Europa debe adoptar un enfoque pragmático que contribuya a la sostenibilidad del status quo y reduzca las posibilidades de conflicto en el estrecho. Esto implica desincentivar y tratar de disuadir tanto una agresión por parte de China –incluyendo escaladas en la zona gris– como una deriva unilateral del independentismo taiwanés. En este sentido, la UE solo debería estrechar sus lazos comerciales y militares con Taipéi si este asume un compromiso claro con la estabilidad regional. Así, por ejemplo, en el marco de las conversaciones actuales para un posible acuerdo bilateral de inversión, la UE podría exigir que Taiwán se abstuviese de dar pasos hacia una independencia unilateral. Sólo deberíamos considerar un compromiso más firme y explícito en defensa de la isla si Pekín se convierte en el único agresor.

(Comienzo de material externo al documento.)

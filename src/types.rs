use std::sync::Arc;
use std::time::Duration;

use tokio::sync::Mutex;

use crate::{config::ReconcileConfig, provider::DnsProvider, resolver::AddressResolver};

#[derive(Clone)]
pub struct AppState {
    pub config: Arc<ReconcileConfig>,
    pub resolver: Arc<dyn AddressResolver + Send + Sync>,
    pub dns_provider: Arc<dyn DnsProvider + Send + Sync>,
    /// `None` leaves the HTTP trigger locked.
    pub trigger_password: Option<String>,
    /// Held for the duration of a run.
    pub run_guard: Arc<Mutex<()>>,
    /// Upper bound on a single run, after which it is abandoned.
    pub run_timeout: Duration,
}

A largo plazo, Europa podría erigirse como polo mediador entre Estados Unidos y China. Como expuso en estas mismas páginas Josep Borrell, Europa debe seguir una “doctrina Sinatra”, reforzando urgentemente su autonomía estratégica y trazando un camino “a nuestra manera” entre Washington y Pekín. Este camino no significa equidistancia. Europa, aunque a veces no lo parezca, comparte con Estados Unidos intereses y principios fundamentales. Mucho más así que con China. Sin embargo, esta mayor afinidad transatlántica tampoco tiene por qué traducirse en un seguidismo automático, especialmente si las decisiones estadounidenses responden más a pulsiones hegemónicas que a un análisis estratégico riguroso y coherente. Con respecto a Taiwán, una auténtica autonomía estratégica no equivale a neutralidad, sino capacidad para contener dinámicas de confrontación, contribuyendo a preservar el status quo y la estabilidad en el estrecho.
Taiwán, en última instancia, se encuentra en una encrucijada geopolítica cada vez más compleja, con un equilibrio de poder, intereses y estrategias que evoluciona en su contra. La reconfiguración global de la industria de los semiconductores, pasando por la internacionalización de TSMC, así como la transformación de la política exterior estadounidense y la creciente asertividad china, apuntan a un futuro incierto y peligroso para la isla. En este contexto, Europa debe actuar con prudencia y realismo, priorizando la estabilidad en el estrecho y evitando políticas que puedan acelerar una escalada.